Most programming already didn't use computer science.

[-] bhamlin@lemmy.world 1 points 3 weeks ago

Yeah, I never needed an AI to write poor, inefficient, and ineffective code. I've always had a tremendous personal capacity for that. Why should I give a company money to do something that I'm already good at?

[-] MangoCats@feddit.it 2 points 3 weeks ago

Because: for $20 per month to the AI company, you can output poor code much much faster.

[-] dilroopgill@lemmy.world -1 points 3 weeks ago* (last edited 3 weeks ago)

So you dont use programming languages? learning how to use them was like all of computer science's actual classes? Lets just start with the first class, you dont use classes, vectors, arrays, forloops, while, if else, etc? cout?

I dont understand what that means, the degree itself literally covers the fundamnetals, ehats realprogramming? (I dropped and graduated with it years ago)

[-] DarkDarkHouse@lemmy.sdf.org 0 points 3 weeks ago

Computer science is much more than programming. Did you cover other topics like formal logic, finite state machines, computability, crytography, machine learning etc?

[-] dilroopgill@lemmy.world -1 points 3 weeks ago

Why are you arguing with me and the dude that said programming didnt use computer science when computer science encompasses programming...

[-] iamkindasomeone@feddit.org 1 points 3 weeks ago* (last edited 3 weeks ago)

I'm a computer scientist and work in academia. Programming stuff usually takes like ~10% of my time, while the rest is theory and more like social sciences, i.e. studying human behaviour when working with machines etc. So even if I were to replace all my actual programming with vibe coding, I still would be a computer scientist because to me, coding is just a tool to achieve a bigger purpose. I think you are more referring to the job of a software dev, which can be someone that studied CS, but not necessarily.

[-] cryptTurtle@piefed.social 1 points 3 weeks ago

I think it depends on who you ask. Some people who "vibe code" definitely use it as a crutch for a lack of understanding. But others (often more senior) tend to use it as just a really really complex auto-complete.
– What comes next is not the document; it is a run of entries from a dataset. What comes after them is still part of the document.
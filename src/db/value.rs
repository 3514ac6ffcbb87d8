//! # Report Values
//!
//! Query parameters and the rows handed, unmodified, to the render step.

use std::fmt;

use chrono::{NaiveDate, NaiveDateTime, NaiveTime};
use rust_decimal::prelude::ToPrimitive;
use rust_decimal::Decimal;
use serde::Serialize;

/// A bound query parameter
#[derive(Debug, Clone, PartialEq)]
pub enum SqlParam {
    Int(i64),
    Float(f64),
    Text(String),
}

impl From<i64> for SqlParam {
    fn from(v: i64) -> Self {
        SqlParam::Int(v)
    }
}

impl From<f64> for SqlParam {
    fn from(v: f64) -> Self {
        SqlParam::Float(v)
    }
}

impl From<&str> for SqlParam {
    fn from(v: &str) -> Self {
        SqlParam::Text(v.to_string())
    }
}

/// A single column value as returned by the database
#[derive(Debug, Clone, PartialEq, Serialize)]
#[serde(untagged)]
pub enum ReportValue {
    Null,
    Int(i64),
    UInt(u64),
    Float(f64),
    Decimal(Decimal),
    Text(String),
    Date(NaiveDate),
    Time(NaiveTime),
    DateTime(NaiveDateTime),
}

impl ReportValue {
    /// Integer view of the value, for counts and ids
    pub fn as_i64(&self) -> Option<i64> {
        match self {
            ReportValue::Int(v) => Some(*v),
            ReportValue::UInt(v) => i64::try_from(*v).ok(),
            ReportValue::Decimal(d) => d.trunc().to_i64(),
            ReportValue::Text(s) => s.trim().parse().ok(),
            _ => None,
        }
    }

    pub fn is_null(&self) -> bool {
        matches!(self, ReportValue::Null)
    }
}

impl fmt::Display for ReportValue {
    fn fmt(&self, f: &mut fmt::Formatter<'_>) -> fmt::Result {
        match self {
            ReportValue::Null => write!(f, "None"),
            ReportValue::Int(v) => write!(f, "{}", v),
            ReportValue::UInt(v) => write!(f, "{}", v),
            ReportValue::Float(v) => write!(f, "{}", v),
            ReportValue::Decimal(v) => write!(f, "{}", v),
            ReportValue::Text(v) => write!(f, "{}", v),
            ReportValue::Date(v) => write!(f, "{}", v),
            ReportValue::Time(v) => write!(f, "{}", v),
            ReportValue::DateTime(v) => write!(f, "{}", v),
        }
    }
}

/// One result row: column names in select order, each with its value
#[derive(Debug, Clone, Default, PartialEq, Serialize)]
pub struct ReportRow {
    columns: Vec<(String, ReportValue)>,
}

impl ReportRow {
    pub fn new() -> Self {
        Self::default()
    }

    /// Append a column (builder style)
    pub fn with(mut self, name: impl Into<String>, value: ReportValue) -> Self {
        self.push(name, value);
        self
    }

    pub fn push(&mut self, name: impl Into<String>, value: ReportValue) {
        self.columns.push((name.into(), value));
    }

    /// Value of the named column
    pub fn get(&self, name: &str) -> Option<&ReportValue> {
        self.columns
            .iter()
            .find(|(column, _)| column == name)
            .map(|(_, value)| value)
    }

    /// Column names in select order
    pub fn column_names(&self) -> impl Iterator<Item = &str> {
        self.columns.iter().map(|(name, _)| name.as_str())
    }

    pub fn values(&self) -> impl Iterator<Item = &ReportValue> {
        self.columns.iter().map(|(_, value)| value)
    }

    pub fn len(&self) -> usize {
        self.columns.len()
    }

    pub fn is_empty(&self) -> bool {
        self.columns.is_empty()
    }
}

/// Ordered rows of one query
pub type RowSet = Vec<ReportRow>;

#[cfg(test)]
mod tests {
    use super::*;
    use std::str::FromStr;

    #[test]
    fn test_row_keeps_select_order() {
        let row = ReportRow::new()
            .with("VendorName", ReportValue::Text("Acme".into()))
            .with("TotalOrders", ReportValue::Int(4));

        let names: Vec<_> = row.column_names().collect();
        assert_eq!(names, vec!["VendorName", "TotalOrders"]);
        assert_eq!(row.get("TotalOrders"), Some(&ReportValue::Int(4)));
        assert_eq!(row.get("Missing"), None);
    }

    #[test]
    fn test_decimal_display_keeps_scale() {
        let value = ReportValue::Decimal(Decimal::from_str("15.2500").unwrap());
        assert_eq!(value.to_string(), "15.2500");
    }

    #[test]
    fn test_count_conversions() {
        assert_eq!(ReportValue::Int(3).as_i64(), Some(3));
        assert_eq!(ReportValue::UInt(0).as_i64(), Some(0));
        assert_eq!(ReportValue::Null.as_i64(), None);
    }

    #[test]
    fn test_decimal_count_truncates() {
        let value = ReportValue::Decimal(Decimal::from_str("42.9000").unwrap());
        assert_eq!(value.as_i64(), Some(42));
        let huge = ReportValue::Decimal(Decimal::from_str("99999999999999999999999").unwrap());
        assert_eq!(huge.as_i64(), None);
    }
}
Mostly it generates chunks and patterns but the ideas and how those pieces connect come from the dev

[-] spongebue@lemmy.world 1 points 3 weeks ago

Computer vibence

[-] qevlarr@lemmy.world 1 points 3 weeks ago

Code AI is to programming as a microwave is to cooking

[-] BigBenis@lemmy.world 1 points 3 weeks ago

Meh, I actually know how to code without the help of AI and my knowledge in computer science is minimal. It's like the difference between being a construction worker and having an engineering degree.

[-] kbal@fedia.io 0 points 3 weeks ago

Why stop there? Ouija coding takes the "science" and the "computer" out of computer science.
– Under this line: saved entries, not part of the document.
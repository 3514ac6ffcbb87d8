//! # Error Translator
//!
//! Turns database errors into flash messages. Signaled errors (raised by a
//! trigger or stored routine with SQLSTATE 45000) are business-rule
//! rejections and are shown verbatim; everything else is reported as an
//! unexpected database error with the raw driver text.

use tracing::warn;

use crate::db::catalog::{PRODUCT_PRICE_AUDIT, VW_PRODUCT_LOCATIONS};
use crate::db::DbError;
use crate::flash::Flash;

/// Flash for a failed form submission
pub fn flash_for(err: &DbError) -> Flash {
    warn!(code = ?err.code(), error = %err, "database error during form submission");
    if err.is_signal() {
        Flash::error(format!("Error: {}", err.message()))
    } else {
        Flash::error(format!("An unexpected database error occurred: {}", err))
    }
}

/// Report sections that may legitimately be missing until their setup SQL runs
#[derive(Debug, Clone, Copy, PartialEq, Eq)]
pub enum OptionalObject {
    ProductLocationsView,
    PriceAuditTable,
}

impl OptionalObject {
    pub const ALL: [OptionalObject; 2] = [
        OptionalObject::ProductLocationsView,
        OptionalObject::PriceAuditTable,
    ];

    pub fn name(&self) -> &'static str {
        match self {
            OptionalObject::ProductLocationsView => VW_PRODUCT_LOCATIONS,
            OptionalObject::PriceAuditTable => PRODUCT_PRICE_AUDIT,
        }
    }

    pub fn kind(&self) -> &'static str {
        match self {
            OptionalObject::ProductLocationsView => "view",
            OptionalObject::PriceAuditTable => "table",
        }
    }

    /// Notice shown in place of the section
    pub fn setup_notice(&self) -> String {
        format!(
            "Error: The {} '{}' does not exist. Please create it using the provided SQL.",
            self.kind(),
            self.name()
        )
    }
}

/// Outcome of a failed page load
#[derive(Debug, Clone, PartialEq)]
pub struct LoadFailure {
    pub flash: Flash,
    /// Section to mark absent, if the error named an optional object
    pub missing: Option<OptionalObject>,
}

/// Classify an error raised while loading a page's reports.
///
/// `context` prefixes generic messages (e.g. "Error loading warehouse data").
/// Only pages that render optional objects pass `optional`; other pages treat
/// every missing table as a generic failure.
pub fn classify_load_error(
    err: &DbError,
    context: &str,
    optional: &[OptionalObject],
) -> LoadFailure {
    warn!(code = ?err.code(), error = %err, "database error while loading page data");

    if err.is_missing_table() && !optional.is_empty() {
        if let Some(object) = optional.iter().find(|o| err.is_missing_object(o.name())) {
            return LoadFailure {
                flash: Flash::error(object.setup_notice()),
                missing: Some(*object),
            };
        }
        return LoadFailure {
            flash: Flash::error(format!("{}: A table is missing ({})", context, err)),
            missing: None,
        };
    }

    LoadFailure {
        flash: Flash::error(format!("{}: {}", context, err)),
        missing: None,
    }
}

#[cfg(test)]
mod tests {
    use super::*;
    use crate::flash::FlashLevel;

    #[test]
    fn test_signal_message_is_verbatim() {
        let flash = flash_for(&DbError::signal("List price cannot be negative."));
        assert_eq!(flash.level, FlashLevel::Error);
        assert_eq!(flash.text, "Error: List price cannot be negative.");
    }

    #[test]
    fn test_other_errors_are_generic() {
        let err = DbError::server(1054, "42S22", "Unknown column 'ListPrice' in 'field list'");
        let flash = flash_for(&err);
        assert_eq!(
            flash.text,
            "An unexpected database error occurred: 1054 (42S22): Unknown column 'ListPrice' in 'field list'"
        );
    }

    #[test]
    fn test_missing_optional_view_marks_section() {
        let err = DbError::no_such_table("adventureworks", "vw_ProductLocations");
        let failure = classify_load_error(&err, "Error loading warehouse data", &OptionalObject::ALL);
        assert_eq!(failure.missing, Some(OptionalObject::ProductLocationsView));
        assert_eq!(
            failure.flash.text,
            "Error: The view 'vw_ProductLocations' does not exist. Please create it using the provided SQL."
        );
    }

    #[test]
    fn test_missing_unknown_table_is_generic() {
        let err = DbError::no_such_table("adventureworks", "sales_customer");
        let failure = classify_load_error(&err, "Error loading warehouse data", &OptionalObject::ALL);
        assert_eq!(failure.missing, None);
        assert!(failure
            .flash
            .text
            .starts_with("Error loading warehouse data: A table is missing (1146"));
    }

    #[test]
    fn test_pages_without_optional_sections() {
        let err = DbError::no_such_table("adventureworks", "product_price_audit");
        let failure = classify_load_error(&err, "Error loading consumer data", &[]);
        assert_eq!(failure.missing, None);
        assert_eq!(
            failure.flash.text,
            format!("Error loading consumer data: {}", err)
        );
    }
}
[-] Grimy@lemmy.world -1 points 3 weeks ago
[-] EnsignWashout@startrek.website 1 points 3 weeks ago

"yes", "no", and "ship" is hilarious.

[-] Cocopanda@lemmy.world -1 points 3 weeks ago

I’m a comp science web designer. Because of my dyslexia. I never could get hired as a real dev. Ai does a bit of the cleaning up I have trouble with and helps me speed up my development. I appreciate it for that. But you still need to know the code for the programs to work. There is still a need for humans. So far. But for how much longer?
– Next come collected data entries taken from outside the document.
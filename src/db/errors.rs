//! # Database Errors
//!
//! Error type shared by every database call. Server-side failures keep the
//! vendor error number so the translator can tell a business-rule rejection
//! apart from an infrastructure fault.

use thiserror::Error;

/// Result type for database operations
pub type DbResult<T> = Result<T, DbError>;

/// MySQL `ER_SIGNAL_EXCEPTION`: raised by `SIGNAL SQLSTATE '45000'` in a
/// trigger or stored routine.
pub const ER_SIGNAL_EXCEPTION: u16 = 1644;

/// MySQL `ER_NO_SUCH_TABLE`: table or view does not exist.
pub const ER_NO_SUCH_TABLE: u16 = 1146;

/// Database errors
#[derive(Debug, Clone, PartialEq, Error)]
pub enum DbError {
    /// Connection could not be established
    #[error("failed to connect to database: {0}")]
    Connect(String),

    /// Error reported by the database server
    #[error("{code} ({sqlstate}): {message}")]
    Server {
        code: u16,
        sqlstate: String,
        message: String,
    },

    /// Error raised by the driver itself (protocol, decoding, I/O)
    #[error("{0}")]
    Driver(String),
}

impl DbError {
    /// Server error with the given vendor code
    pub fn server(code: u16, sqlstate: impl Into<String>, message: impl Into<String>) -> Self {
        DbError::Server {
            code,
            sqlstate: sqlstate.into(),
            message: message.into(),
        }
    }

    /// Business-rule rejection raised with `SIGNAL SQLSTATE '45000'`
    pub fn signal(message: impl Into<String>) -> Self {
        Self::server(ER_SIGNAL_EXCEPTION, "45000", message)
    }

    /// Missing table or view
    pub fn no_such_table(schema: &str, object: &str) -> Self {
        Self::server(
            ER_NO_SUCH_TABLE,
            "42S02",
            format!("Table '{}.{}' doesn't exist", schema, object),
        )
    }

    /// Vendor error number, if the server reported one
    pub fn code(&self) -> Option<u16> {
        match self {
            DbError::Server { code, .. } => Some(*code),
            _ => None,
        }
    }

    /// Message without the code prefix
    pub fn message(&self) -> &str {
        match self {
            DbError::Server { message, .. } => message,
            DbError::Connect(message) | DbError::Driver(message) => message,
        }
    }

    /// True for user-raised application errors
    pub fn is_signal(&self) -> bool {
        self.code() == Some(ER_SIGNAL_EXCEPTION)
    }

    /// True if this is a missing table/view error naming `object`
    pub fn is_missing_object(&self, object: &str) -> bool {
        self.code() == Some(ER_NO_SUCH_TABLE) && self.message().contains(object)
    }

    /// True for any missing table/view error
    pub fn is_missing_table(&self) -> bool {
        self.code() == Some(ER_NO_SUCH_TABLE)
    }
}

#[cfg(test)]
mod tests {
    use super::*;

    #[test]
    fn test_server_error_display() {
        let err = DbError::no_such_table("adventureworks", "vw_ProductLocations");
        assert_eq!(
            err.to_string(),
            "1146 (42S02): Table 'adventureworks.vw_ProductLocations' doesn't exist"
        );
    }

    #[test]
    fn test_signal_classification() {
        let err = DbError::signal("List price cannot be negative");
        assert!(err.is_signal());
        assert_eq!(err.message(), "List price cannot be negative");
        assert!(!DbError::Driver("broken pipe".into()).is_signal());
    }

    #[test]
    fn test_missing_object_matches_name() {
        let err = DbError::no_such_table("aw", "product_price_audit");
        assert!(err.is_missing_table());
        assert!(err.is_missing_object("product_price_audit"));
        assert!(!err.is_missing_object("vw_ProductLocations"));
        assert!(!DbError::Connect("refused".into()).is_missing_table());
    }
}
[-] AbouBenAdhem@lemmy.world -1 points 3 weeks ago* (last edited 3 weeks ago)

I kind of see the relationship between computer science and programming as parallel to the relationship between linguistics and speaking foreign languages. You don’t need to learn linguistics to speak another language—so AI translation isn’t taking the linguistics out of translating because it wasn’t a necessary element to begin with.